Coinfection with hepatitis C virus and HIV is not uncommon. Approximately 10 percent to 30 percent of HIV-infected individuals are also infected with HCV. Many natural history studies have found that those with coinfection have more significant, and more rapidly progressive, liver disease than HCV-infected individuals who are HIV-negative. While the pathogenesis of HCV liver disease is not well understood, many believe that the more advanced liver disease seen in those with coinfection is due to HIV-related immune deficiency.
The specific aims of this proposals are as follows:
Aim 1 : To determine serum HCV RNA levels and quasispecies complexity and diversity in HCV-infected patients with and without HCV coinfection. This study will test the hypothesis that those with coinfection have higher HCV viremia and lower quasispecies complexity and diversity than those who are HIV-negative.
Aim 2 : To determine intrahepatic HCV RNA by in situ assay in HCV-infected patients with and without HIV coinfection. This study will utilize an in situ assay for genomic and replicative HCV RNA to test the hypotheses that intrahepatic HCV replication is increased in those with HIV and correlates with liver disease severity. It will also test the hypothesis that both HCV replication and liver disease are increased in those with more advanced HIV-related immune suppression.
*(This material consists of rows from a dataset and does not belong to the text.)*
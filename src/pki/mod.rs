//! PKI operations for the local control plane
//!
//! Every TLS domain gets its own throwaway certificate authority:
//!
//! - one CA for the API server (serving cert + admin client cert)
//! - one CA for the service-account token signer
//! - one fresh CA per provider for its webhook server
//!
//! CAs are never shared across providers, so a provider can only ever be
//! trusted for its own webhook endpoints. Nothing here is persisted; every
//! run regenerates all key material.

use std::io::Write;
use std::os::unix::fs::OpenOptionsExt;
use std::path::{Path, PathBuf};

use rcgen::{
    string::Ia5String, BasicConstraints, CertificateParams, DistinguishedName, DnType, DnValue,
    ExtendedKeyUsagePurpose, IsCa, Issuer, KeyPair, KeyUsagePurpose, SanType,
};
use thiserror::Error;

/// Default validity period for CA certificates (10 years)
pub const CA_VALIDITY_YEARS: i64 = 10;

/// Default validity period for leaf certificates (1 year)
pub const CERT_VALIDITY_YEARS: i64 = 1;

/// File mode for certificates
pub const CERT_FILE_MODE: u32 = 0o640;

/// File mode for private keys
pub const KEY_FILE_MODE: u32 = 0o600;

/// Organization written into every certificate subject
const ORGANIZATION: &str = "kbb8";

/// Returns (not_before, not_after) starting now.
fn compute_validity(years: i64) -> (::time::OffsetDateTime, ::time::OffsetDateTime) {
    let now = ::time::OffsetDateTime::now_utc();
    let not_after = now + ::time::Duration::days(years * 365);
    (now, not_after)
}

/// PKI errors
#[derive(Debug, Error)]
pub enum PkiError {
    /// Certificate generation failed
    #[error("certificate generation failed: {0}")]
    CertificateGenerationFailed(String),

    /// Key generation failed
    #[error("key generation failed: {0}")]
    KeyGenerationFailed(String),

    /// Certificate parsing error
    #[error("certificate parsing error: {0}")]
    ParseError(String),
}

/// Result type for PKI operations
pub type Result<T> = std::result::Result<T, PkiError>;

/// A PEM-encoded leaf certificate and its private key
#[derive(Clone)]
pub struct Certificate {
    cert_pem: String,
    key_pem: String,
}

impl Certificate {
    /// PEM-encoded certificate
    pub fn cert_pem(&self) -> &str {
        &self.cert_pem
    }

    /// PEM-encoded PKCS#8 private key
    pub fn key_pem(&self) -> &str {
        &self.key_pem
    }

    /// Write `tls.crt` and `tls.key` into `dir`, creating it if needed
    pub fn write_pair(&self, dir: &Path) -> std::io::Result<(PathBuf, PathBuf)> {
        std::fs::create_dir_all(dir)?;
        let cert_file = dir.join("tls.crt");
        let key_file = dir.join("tls.key");
        write_pem_file(&cert_file, &self.cert_pem, CERT_FILE_MODE)?;
        write_pem_file(&key_file, &self.key_pem, KEY_FILE_MODE)?;
        Ok((cert_file, key_file))
    }
}

/// Write PEM data to `path` with the given mode, replacing any previous file
pub fn write_pem_file(path: &Path, pem: &str, mode: u32) -> std::io::Result<()> {
    // Mode only applies on create, so drop leftovers from an earlier run
    match std::fs::remove_file(path) {
        Err(e) if e.kind() != std::io::ErrorKind::NotFound => return Err(e),
        _ => {}
    }
    let mut file = std::fs::OpenOptions::new()
        .write(true)
        .create_new(true)
        .mode(mode)
        .open(path)?;
    file.write_all(pem.as_bytes())
}

impl std::fmt::Debug for Certificate {
    fn fmt(&self, f: &mut std::fmt::Formatter<'_>) -> std::fmt::Result {
        f.debug_struct("Certificate")
            .field("cert_pem", &self.cert_pem)
            .field("key_pem", &"<redacted>")
            .finish()
    }
}

/// Identity embedded in a client certificate
///
/// The API server maps the subject CN to the user name and the subject
/// organization to the user's group.
#[derive(Debug, Clone, PartialEq, Eq)]
pub struct ClientIdentity {
    /// User name (subject CN)
    pub name: String,
    /// Groups (subject O)
    pub groups: Vec<String>,
}

/// Self-signed certificate authority
#[derive(Clone)]
pub struct CertificateAuthority {
    /// CA key pair serialized as PEM (KeyPair isn't Clone)
    ca_key_pem: String,
    /// PEM-encoded CA certificate for distribution
    ca_cert_pem: String,
}

impl std::fmt::Debug for CertificateAuthority {
    fn fmt(&self, f: &mut std::fmt::Formatter<'_>) -> std::fmt::Result {
        f.debug_struct("CertificateAuthority")
            .field("ca_cert_pem", &self.ca_cert_pem)
            .finish_non_exhaustive()
    }
}

impl CertificateAuthority {
    /// Create a new self-signed CA
    pub fn new(common_name: &str) -> Result<Self> {
        let mut params = CertificateParams::default();

        let mut dn = DistinguishedName::new();
        dn.push(
            DnType::CommonName,
            DnValue::Utf8String(common_name.to_string()),
        );
        dn.push(
            DnType::OrganizationName,
            DnValue::Utf8String(ORGANIZATION.to_string()),
        );
        params.distinguished_name = dn;

        params.is_ca = IsCa::Ca(BasicConstraints::Unconstrained);
        params.key_usages = vec![
            KeyUsagePurpose::KeyCertSign,
            KeyUsagePurpose::CrlSign,
            KeyUsagePurpose::DigitalSignature,
        ];

        let (not_before, not_after) = compute_validity(CA_VALIDITY_YEARS);
        params.not_before = not_before;
        params.not_after = not_after;

        let key_pair = KeyPair::generate().map_err(|e| {
            PkiError::KeyGenerationFailed(format!("failed to generate CA key: {}", e))
        })?;

        let ca_key_pem = key_pair.serialize_pem();

        let cert = params.self_signed(&key_pair).map_err(|e| {
            PkiError::CertificateGenerationFailed(format!("failed to create CA cert: {}", e))
        })?;

        Ok(Self {
            ca_key_pem,
            ca_cert_pem: cert.pem(),
        })
    }

    /// CA certificate in PEM format (the trust anchor handed to clients)
    pub fn ca_cert_pem(&self) -> &str {
        &self.ca_cert_pem
    }

    /// CA private key in PEM format
    ///
    /// Only used for the service-account signer, whose CA key doubles as the
    /// token signing key.
    pub fn ca_key_pem(&self) -> &str {
        &self.ca_key_pem
    }

    fn load_key_pair(&self) -> Result<KeyPair> {
        KeyPair::from_pem(&self.ca_key_pem)
            .map_err(|e| PkiError::ParseError(format!("failed to load CA key: {}", e)))
    }

    /// Issue a TLS server certificate valid for the given DNS names and IPs
    pub fn generate_serving_cert(&self, names: &[&str]) -> Result<Certificate> {
        let mut params = CertificateParams::default();

        let mut dn = DistinguishedName::new();
        let common_name = names.first().copied().unwrap_or("kbb8 server");
        dn.push(
            DnType::CommonName,
            DnValue::Utf8String(common_name.to_string()),
        );
        dn.push(
            DnType::OrganizationName,
            DnValue::Utf8String(ORGANIZATION.to_string()),
        );
        params.distinguished_name = dn;

        params.is_ca = IsCa::NoCa;
        params.key_usages = vec![
            KeyUsagePurpose::DigitalSignature,
            KeyUsagePurpose::KeyEncipherment,
        ];
        params.extended_key_usages = vec![ExtendedKeyUsagePurpose::ServerAuth];

        let (not_before, not_after) = compute_validity(CERT_VALIDITY_YEARS);
        params.not_before = not_before;
        params.not_after = not_after;

        params.subject_alt_names = names
            .iter()
            .map(|name| {
                if let Ok(ip) = name.parse::<std::net::IpAddr>() {
                    Ok(SanType::IpAddress(ip))
                } else {
                    Ia5String::try_from(name.to_string())
                        .map(SanType::DnsName)
                        .map_err(|e| {
                            PkiError::CertificateGenerationFailed(format!(
                                "invalid DNS name '{}': {}",
                                name, e
                            ))
                        })
                }
            })
            .collect::<Result<Vec<_>>>()?;

        self.sign(params, "serving")
    }

    /// Issue a client-auth certificate for the given identity
    ///
    /// rcgen keeps a single value per subject attribute, so at most one
    /// group can be encoded.
    pub fn generate_client_cert(&self, identity: &ClientIdentity) -> Result<Certificate> {
        if identity.groups.len() > 1 {
            return Err(PkiError::CertificateGenerationFailed(format!(
                "client certificate for {} requests {} groups, at most one is supported",
                identity.name,
                identity.groups.len()
            )));
        }

        let mut params = CertificateParams::default();

        let mut dn = DistinguishedName::new();
        dn.push(
            DnType::CommonName,
            DnValue::Utf8String(identity.name.clone()),
        );
        if let Some(group) = identity.groups.first() {
            dn.push(
                DnType::OrganizationName,
                DnValue::Utf8String(group.clone()),
            );
        }
        params.distinguished_name = dn;

        params.is_ca = IsCa::NoCa;
        params.key_usages = vec![
            KeyUsagePurpose::DigitalSignature,
            KeyUsagePurpose::KeyEncipherment,
        ];
        params.extended_key_usages = vec![ExtendedKeyUsagePurpose::ClientAuth];

        let (not_before, not_after) = compute_validity(CERT_VALIDITY_YEARS);
        params.not_before = not_before;
        params.not_after = not_after;

        self.sign(params, "client")
    }

    fn sign(&self, params: CertificateParams, purpose: &str) -> Result<Certificate> {
        let leaf_key = KeyPair::generate().map_err(|e| {
            PkiError::KeyGenerationFailed(format!("failed to generate {} key: {}", purpose, e))
        })?;
        let key_pem = leaf_key.serialize_pem();

        let ca_key = self.load_key_pair()?;
        let issuer = Issuer::from_ca_cert_pem(&self.ca_cert_pem, &ca_key)
            .map_err(|e| PkiError::ParseError(format!("failed to create issuer: {}", e)))?;

        let cert = params.signed_by(&leaf_key, &issuer).map_err(|e| {
            PkiError::CertificateGenerationFailed(format!(
                "failed to sign {} cert: {}",
                purpose, e
            ))
        })?;

        Ok(Certificate {
            cert_pem: cert.pem(),
            key_pem,
        })
    }
}
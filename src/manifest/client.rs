//! API server access for managed objects

use async_trait::async_trait;
use k8s_openapi::api::admissionregistration::v1::{
    MutatingWebhookConfiguration, ValidatingWebhookConfiguration,
};
use k8s_openapi::apiextensions_apiserver::pkg::apis::apiextensions::v1::CustomResourceDefinition;
use kube::api::PostParams;
use kube::{Api, Client};
#[cfg(test)]
use mockall::automock;
use serde::de::DeserializeOwned;

use super::{ManagedKind, ManagedObject};
use crate::Result;

/// Minimal CRUD surface the reconciler needs
///
/// This trait abstracts the API server for testability.
#[cfg_attr(test, automock)]
#[async_trait]
pub trait ObjectClient: Send + Sync {
    /// Fetch an object, `None` when it does not exist
    async fn get(&self, kind: ManagedKind, name: &str) -> Result<Option<ManagedObject>>;

    /// Create an object that does not exist yet
    async fn create(&self, object: &ManagedObject) -> Result<()>;

    /// Replace an existing object; the resourceVersion must be set
    async fn replace(&self, object: &ManagedObject) -> Result<()>;
}

/// [`ObjectClient`] backed by a kube client
#[derive(Clone)]
pub struct KubeObjectClient {
    client: Client,
}

impl KubeObjectClient {
    /// Wrap an existing client
    pub fn new(client: Client) -> Self {
        Self { client }
    }

    fn api<K>(&self) -> Api<K>
    where
        K: kube::Resource<Scope = k8s_openapi::ClusterResourceScope>,
        <K as kube::Resource>::DynamicType: Default,
    {
        Api::all(self.client.clone())
    }
}

async fn get_opt<K>(api: Api<K>, name: &str) -> Result<Option<K>>
where
    K: kube::Resource + Clone + DeserializeOwned + std::fmt::Debug,
{
    match api.get(name).await {
        Ok(object) => Ok(Some(object)),
        Err(kube::Error::Api(e)) if e.code == 404 => Ok(None),
        Err(e) => Err(e.into()),
    }
}

#[async_trait]
impl ObjectClient for KubeObjectClient {
    async fn get(&self, kind: ManagedKind, name: &str) -> Result<Option<ManagedObject>> {
        Ok(match kind {
            ManagedKind::CustomResourceDefinition => {
                get_opt(self.api::<CustomResourceDefinition>(), name)
                    .await?
                    .map(ManagedObject::Crd)
            }
            ManagedKind::MutatingWebhookConfiguration => {
                get_opt(self.api::<MutatingWebhookConfiguration>(), name)
                    .await?
                    .map(ManagedObject::Mutating)
            }
            ManagedKind::ValidatingWebhookConfiguration => {
                get_opt(self.api::<ValidatingWebhookConfiguration>(), name)
                    .await?
                    .map(ManagedObject::Validating)
            }
        })
    }

    async fn create(&self, object: &ManagedObject) -> Result<()> {
        let pp = PostParams::default();
        match object {
            ManagedObject::Crd(crd) => {
                self.api::<CustomResourceDefinition>().create(&pp, crd).await?;
            }
            ManagedObject::Mutating(hook) => {
                self.api::<MutatingWebhookConfiguration>()
                    .create(&pp, hook)
                    .await?;
            }
            ManagedObject::Validating(hook) => {
                self.api::<ValidatingWebhookConfiguration>()
                    .create(&pp, hook)
                    .await?;
            }
        }
        Ok(())
    }

    async fn replace(&self, object: &ManagedObject) -> Result<()> {
        let pp = PostParams::default();
        let name = object.name();
        match object {
            ManagedObject::Crd(crd) => {
                self.api::<CustomResourceDefinition>()
                    .replace(name, &pp, crd)
                    .await?;
            }
            ManagedObject::Mutating(hook) => {
                self.api::<MutatingWebhookConfiguration>()
                    .replace(name, &pp, hook)
                    .await?;
            }
            ManagedObject::Validating(hook) => {
                self.api::<ValidatingWebhookConfiguration>()
                    .replace(name, &pp, hook)
                    .await?;
            }
        }
        Ok(())
    }
}
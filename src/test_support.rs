//! Temporary fixture trees for unit tests

use crate::config::{AppState, Config};
use crate::routing::load_routes;
use std::path::{Path, PathBuf};
use std::sync::atomic::{AtomicUsize, Ordering};

static NEXT_ID: AtomicUsize = AtomicUsize::new(0);

/// Default configuration pointed at `root`, with access logging off
pub fn test_config(root: &Path) -> Config {
    let mut cfg = Config::load_from("does-not-exist").unwrap();
    cfg.mocks.root = root.to_path_buf();
    cfg.logging.access_log = false;
    cfg
}

/// Load the fixture tree in `mocks` into a ready-to-serve state
pub fn test_state(mocks: &MockDir) -> AppState {
    let cfg = test_config(mocks.path());
    let routes = load_routes(&cfg.mocks.root, &cfg.mocks.marker).unwrap();
    AppState::new(cfg, routes)
}

/// A scratch directory under the system temp dir, removed on drop
pub struct MockDir {
    path: PathBuf,
}

impl MockDir {
    pub fn new() -> Self {
        let id = NEXT_ID.fetch_add(1, Ordering::SeqCst);
        let path = std::env::temp_dir().join(format!(
            "fixture-mock-server-{}-{id}",
            std::process::id()
        ));
        let _ = std::fs::remove_dir_all(&path);
        std::fs::create_dir_all(&path).unwrap();
        Self { path }
    }

    pub fn path(&self) -> &Path {
        &self.path
    }

    /// Write `content` to `relative`, creating parent directories
    pub fn write(&self, relative: &str, content: &str) -> PathBuf {
        let file = self.path.join(relative);
        if let Some(parent) = file.parent() {
            std::fs::create_dir_all(parent).unwrap();
        }
        std::fs::write(&file, content).unwrap();
        file
    }
}

impl Drop for MockDir {
    fn drop(&mut self) {
        let _ = std::fs::remove_dir_all(&self.path);
    }
}
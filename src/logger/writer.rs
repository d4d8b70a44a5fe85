//! Log writer module
//!
//! Provides thread-safe log writing to files or stdout/stderr.

use std::fs::{File, OpenOptions};
use std::io::{self, Write};
use std::path::Path;
use std::sync::{Mutex, OnceLock};

/// Global log writer instance
static LOG_WRITER: OnceLock<LogWriter> = OnceLock::new();

/// Log output target
enum LogTarget {
    /// Write to stdout
    Stdout,
    /// Write to stderr
    Stderr,
    /// Write to file
    File(Mutex<File>),
}

/// Thread-safe log writer
pub struct LogWriter {
    /// Access and info log target
    access: LogTarget,
    /// Error log target
    error: LogTarget,
}

impl LogWriter {
    /// Create a new log writer with optional file paths
    fn new(access_log_file: Option<&str>, error_log_file: Option<&str>) -> io::Result<Self> {
        let access = match access_log_file {
            Some(path) => LogTarget::File(Mutex::new(open_log_file(path)?)),
            None => LogTarget::Stdout,
        };

        let error = match error_log_file {
            Some(path) => LogTarget::File(Mutex::new(open_log_file(path)?)),
            None => LogTarget::Stderr,
        };

        Ok(Self { access, error })
    }

    /// Write to access log
    pub fn write_access(&self, message: &str) {
        write_to_target(&self.access, message);
    }

    /// Write to error log
    pub fn write_error(&self, message: &str) {
        write_to_target(&self.error, message);
    }

    /// Write info message (to access log target)
    pub fn write_info(&self, message: &str) {
        write_to_target(&self.access, message);
    }
}

/// Open or create a log file for appending
fn open_log_file(path: &str) -> io::Result<File> {
    // Create parent directories if they don't exist
    if let Some(parent) = Path::new(path).parent() {
        if !parent.as_os_str().is_empty() {
            std::fs::create_dir_all(parent)?;
        }
    }

    OpenOptions::new().create(true).append(true).open(path)
}

/// Write message to log target
fn write_to_target(target: &LogTarget, message: &str) {
    match target {
        LogTarget::Stdout => {
            println!("{message}");
        }
        LogTarget::Stderr => {
            eprintln!("{message}");
        }
        LogTarget::File(file) => {
            if let Ok(mut f) = file.lock() {
                let _ = writeln!(f, "{message}");
            }
        }
    }
}

/// Initialize the global log writer
///
/// This should be called once at application startup.
/// Returns error if log files cannot be opened.
pub fn init(access_log_file: Option<&str>, error_log_file: Option<&str>) -> io::Result<()> {
    let writer = LogWriter::new(access_log_file, error_log_file)?;
    LOG_WRITER.set(writer).map_err(|_| {
        io::Error::new(
            io::ErrorKind::AlreadyExists,
            "Log writer already initialized",
        )
    })
}

/// Get the global log writer, if `init()` has been called
pub fn get() -> Option<&'static LogWriter> {
    LOG_WRITER.get()
}

#[cfg(test)]
mod tests {
    use super::*;
    use crate::test_support::MockDir;

    #[test]
    fn test_file_target_appends_lines() {
        let dir = MockDir::new();
        let path = dir.path().join("logs/access.log");
        let path_str = path.to_string_lossy().into_owned();

        let writer = LogWriter::new(Some(&path_str), None).unwrap();
        writer.write_access("first");
        writer.write_info("second");

        let content = std::fs::read_to_string(&path).unwrap();
        assert_eq!(content, "first\nsecond\n");
    }
}
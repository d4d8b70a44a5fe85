// Server module entry point
// Listener setup, connection handling and the accept loop

pub mod connection;
pub mod listener;
pub mod signal;

// `loop` is a keyword, so the file is mounted under another name
#[path = "loop.rs"]
pub mod server_loop;

pub use listener::create_listener;
pub use server_loop::serve;
//! Request handler module
//!
//! Responsible for matching requests against the route table and answering
//! from the fixture files on disk.

pub mod fixture;
pub mod router;

// Re-export main entry point
pub use router::handle_request;
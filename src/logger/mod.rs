//! Logger module
//!
//! Provides logging utilities for the mock server including:
//! - Server lifecycle logging
//! - Route table listing
//! - Access logging with multiple formats
//! - Error and warning logging
//! - File-based logging support

mod format;
pub mod writer;

pub use format::AccessLogEntry;

use crate::config::Config;
use crate::routing::RouteTable;
use std::net::{IpAddr, Ipv4Addr, SocketAddr};

/// Initialize the logger with configuration
///
/// Should be called once at application startup.
pub fn init(config: &Config) -> std::io::Result<()> {
    writer::init(
        config.logging.access_log_file.as_deref(),
        config.logging.error_log_file.as_deref(),
    )
}

/// Write to info/access log
fn write_info(message: &str) {
    match writer::get() {
        Some(w) => w.write_info(message),
        None => println!("{message}"),
    }
}

/// Write to error log
fn write_error(message: &str) {
    match writer::get() {
        Some(w) => w.write_error(message),
        None => eprintln!("{message}"),
    }
}

/// Write to access log specifically
fn write_access(message: &str) {
    match writer::get() {
        Some(w) => w.write_access(message),
        None => println!("{message}"),
    }
}

pub fn log_server_start(addr: &SocketAddr, config: &Config, routes: &RouteTable) {
    write_info("\nMock started.");
    write_info(&format!("\nListening on http://{addr}"));
    if addr.ip().is_unspecified() {
        write_info(&format!("          or http://localhost:{}", addr.port()));
        for ip in lan_ipv4(interface_addrs()) {
            write_info(&format!("          or http://{ip}:{}", addr.port()));
        }
    }
    write_info(&format!(
        "Mock root: {} ({} endpoints)",
        routes.root().display(),
        routes.len()
    ));
    if let Some(workers) = config.server.workers {
        write_info(&format!("Worker threads: {workers}"));
    }
    if let Some(ref path) = config.logging.access_log_file {
        write_info(&format!("Access log: {path}"));
    }
    if let Some(ref path) = config.logging.error_log_file {
        write_info(&format!("Error log: {path}"));
    }
    if config.mocks.fatal_fixture_errors {
        write_info("Fixture errors at request time will stop the server");
    }
}

fn interface_addrs() -> Vec<IpAddr> {
    match if_addrs::get_if_addrs() {
        Ok(ifaces) => ifaces.iter().map(if_addrs::Interface::ip).collect(),
        Err(e) => {
            log_warning(&format!("Could not list network interfaces: {e}"));
            Vec::new()
        }
    }
}

/// Non-loopback IPv4 addresses, first occurrence kept
fn lan_ipv4(addrs: impl IntoIterator<Item = IpAddr>) -> Vec<Ipv4Addr> {
    let mut out = Vec::new();
    for addr in addrs {
        if let IpAddr::V4(v4) = addr {
            if !v4.is_loopback() && !v4.is_unspecified() && !out.contains(&v4) {
                out.push(v4);
            }
        }
    }
    out
}

/// Print the route table as aligned `path  [METHODS]  file` rows
pub fn log_route_table(routes: &RouteTable) {
    write_info("\nEndpoints:");
    for line in format_route_table(routes) {
        write_info(&line);
    }
    write_info("");
}

fn format_route_table(routes: &RouteTable) -> Vec<String> {
    let path_width = routes
        .routes()
        .iter()
        .map(|r| r.url_path.len())
        .max()
        .unwrap_or(0);
    let methods: Vec<String> = routes.routes().iter().map(|r| r.methods_label()).collect();
    let methods_width = methods.iter().map(String::len).max().unwrap_or(0);

    routes
        .routes()
        .iter()
        .zip(&methods)
        .map(|(route, label)| {
            format!(
                "{:<path_width$}        {:<methods_width$}        {}",
                route.url_path,
                label,
                route.source_file.display()
            )
        })
        .collect()
}

pub fn log_shutdown() {
    write_info("\rMock is down.");
}

pub fn log_connection_error(err: &impl std::fmt::Debug) {
    write_error(&format!("[ERROR] Failed to serve connection: {err:?}"));
}

pub fn log_error(message: &str) {
    write_error(&format!("[ERROR] {message}"));
}

pub fn log_warning(message: &str) {
    write_error(&format!("[WARN] {message}"));
}

/// Log formatted access log entry
pub fn log_access(entry: &AccessLogEntry, format: &str) {
    write_access(&entry.format(format));
}
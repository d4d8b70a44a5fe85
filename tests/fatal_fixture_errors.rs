//! Runs the server binary and checks the exit status when a fixture
//! disappears under `mocks.fatal_fixture_errors = true`.

use std::io::{Read, Write};
use std::net::{TcpListener, TcpStream};
use std::path::{Path, PathBuf};
use std::process::{Child, Command, ExitStatus, Stdio};
use std::thread;
use std::time::{Duration, Instant};

const DEADLINE: Duration = Duration::from_secs(10);

struct ScratchDir(PathBuf);

impl ScratchDir {
    fn new(name: &str) -> Self {
        let path = std::env::temp_dir().join(format!("{name}-{}", std::process::id()));
        let _ = std::fs::remove_dir_all(&path);
        std::fs::create_dir_all(&path).unwrap();
        Self(path)
    }
}

impl Drop for ScratchDir {
    fn drop(&mut self) {
        let _ = std::fs::remove_dir_all(&self.0);
    }
}

fn free_port() -> u16 {
    TcpListener::bind("127.0.0.1:0")
        .unwrap()
        .local_addr()
        .unwrap()
        .port()
}

fn spawn_server(root: &Path, port: u16, fatal: bool) -> Child {
    Command::new(env!("CARGO_BIN_EXE_fixture_mock_server"))
        .env("MOCK_CONFIG", root.join("no-such-config"))
        .env("MOCK_SERVER__HOST", "127.0.0.1")
        .env("MOCK_SERVER__PORT", port.to_string())
        .env("MOCK_MOCKS__ROOT", root.join("mocks"))
        .env("MOCK_MOCKS__FATAL_FIXTURE_ERRORS", fatal.to_string())
        .env("MOCK_LOGGING__SHOW_ROUTES", "false")
        .stdout(Stdio::null())
        .stderr(Stdio::null())
        .spawn()
        .unwrap()
}

fn connect(port: u16) -> TcpStream {
    let started = Instant::now();
    loop {
        match TcpStream::connect(("127.0.0.1", port)) {
            Ok(stream) => return stream,
            Err(e) if started.elapsed() > DEADLINE => panic!("server never came up: {e}"),
            Err(_) => thread::sleep(Duration::from_millis(50)),
        }
    }
}

fn get(port: u16, path: &str) -> String {
    let mut stream = connect(port);
    stream.set_read_timeout(Some(DEADLINE)).unwrap();
    write!(stream, "GET {path} HTTP/1.1\r\nHost: localhost\r\nConnection: close\r\n\r\n").unwrap();
    let mut response = String::new();
    let _ = stream.read_to_string(&mut response);
    response
}

fn wait_exit(child: &mut Child) -> Option<ExitStatus> {
    let started = Instant::now();
    while started.elapsed() < DEADLINE {
        if let Some(status) = child.try_wait().unwrap() {
            return Some(status);
        }
        thread::sleep(Duration::from_millis(50));
    }
    None
}

#[test]
fn test_deleted_fixture_stops_server_with_code_1() {
    let dir = ScratchDir::new("fixture-mock-fatal");
    let fixture = dir.0.join("mocks/gone/endpoint.json");
    std::fs::create_dir_all(fixture.parent().unwrap()).unwrap();
    std::fs::write(&fixture, r#"{"GET": {"ok": true}}"#).unwrap();

    let port = free_port();
    let mut child = spawn_server(&dir.0, port, true);

    assert!(get(port, "/gone").starts_with("HTTP/1.1 200"));

    std::fs::remove_file(&fixture).unwrap();
    let _ = get(port, "/gone");

    let status = wait_exit(&mut child);
    if status.is_none() {
        let _ = child.kill();
    }
    assert_eq!(status.and_then(|s| s.code()), Some(1));
}

#[test]
fn test_deleted_fixture_answers_500_by_default() {
    let dir = ScratchDir::new("fixture-mock-lenient");
    let fixture = dir.0.join("mocks/gone/endpoint.json");
    std::fs::create_dir_all(fixture.parent().unwrap()).unwrap();
    std::fs::write(&fixture, r#"{"GET": 1}"#).unwrap();

    let port = free_port();
    let mut child = spawn_server(&dir.0, port, false);

    std::fs::remove_file(&fixture).unwrap();
    let response = get(port, "/gone");
    let still_running = child.try_wait().unwrap().is_none();
    let _ = child.kill();
    let _ = child.wait();

    assert!(response.starts_with("HTTP/1.1 500"), "got: {response}");
    assert!(still_running);
}
// Configuration module entry point
// Layers built-in defaults, an optional config file and MOCK_* environment variables

mod state;
mod types;

use std::net::SocketAddr;

// Re-export public types
pub use state::AppState;
pub use types::Config;

/// Environment variable naming an alternative config file (without extension)
const CONFIG_PATH_ENV: &str = "MOCK_CONFIG";
const DEFAULT_CONFIG_PATH: &str = "config";

impl Config {
    /// Load configuration from `MOCK_CONFIG` or the default "config.toml"
    pub fn load() -> Result<Self, config::ConfigError> {
        let path = std::env::var(CONFIG_PATH_ENV).unwrap_or_else(|_| DEFAULT_CONFIG_PATH.to_string());
        Self::load_from(&path)
    }

    /// Load configuration from specified file path (without extension)
    pub fn load_from(config_path: &str) -> Result<Self, config::ConfigError> {
        Self::load_layers(config_path, Self::environment())
    }

    /// `MOCK_SERVER__PORT=9100` sets `server.port`
    fn environment() -> config::Environment {
        config::Environment::with_prefix("MOCK")
            .prefix_separator("_")
            .separator("__")
    }

    fn load_layers(config_path: &str, env: config::Environment) -> Result<Self, config::ConfigError> {
        let settings = Self::defaults()?
            .add_source(config::File::with_name(config_path).required(false))
            .add_source(env)
            .build()?;

        settings.try_deserialize()
    }

    fn defaults() -> Result<config::ConfigBuilder<config::builder::DefaultState>, config::ConfigError> {
        config::Config::builder()
            .set_default("server.host", "0.0.0.0")?
            .set_default("server.port", 9000)?
            .set_default("mocks.root", "mocks")?
            .set_default("mocks.marker", "endpoint.json")?
            .set_default("mocks.fatal_fixture_errors", false)?
            .set_default("logging.access_log", true)?
            .set_default("logging.access_log_format", "short")?
            .set_default("logging.show_routes", true)?
            .set_default("performance.keep_alive_timeout", 75)?
            .set_default("performance.connection_timeout", 30)
    }

    pub fn get_socket_addr(&self) -> Result<SocketAddr, String> {
        format!("{}:{}", self.server.host, self.server.port)
            .parse()
            .map_err(|e| format!("Invalid address: {e}"))
    }
}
Aim 3 : To determine the effect of HAART on HCV viremia, quasispecies complexity and diversity, intrahepatic HCV replication, and the immune response to HCV. HIV infected patients who are to be treated with HAART will undergo liver biopsy for measurement of intrahepatic HCV replication both before and 12 months after initiating HAART. Other pre- and post-HAART measurements will include HCV viremia, HCV quasispecies complexity and diversity, an increase in intrahepatic staining for CD4 and CD8 cells, and an increase in peripheral lymphoproliferative responses.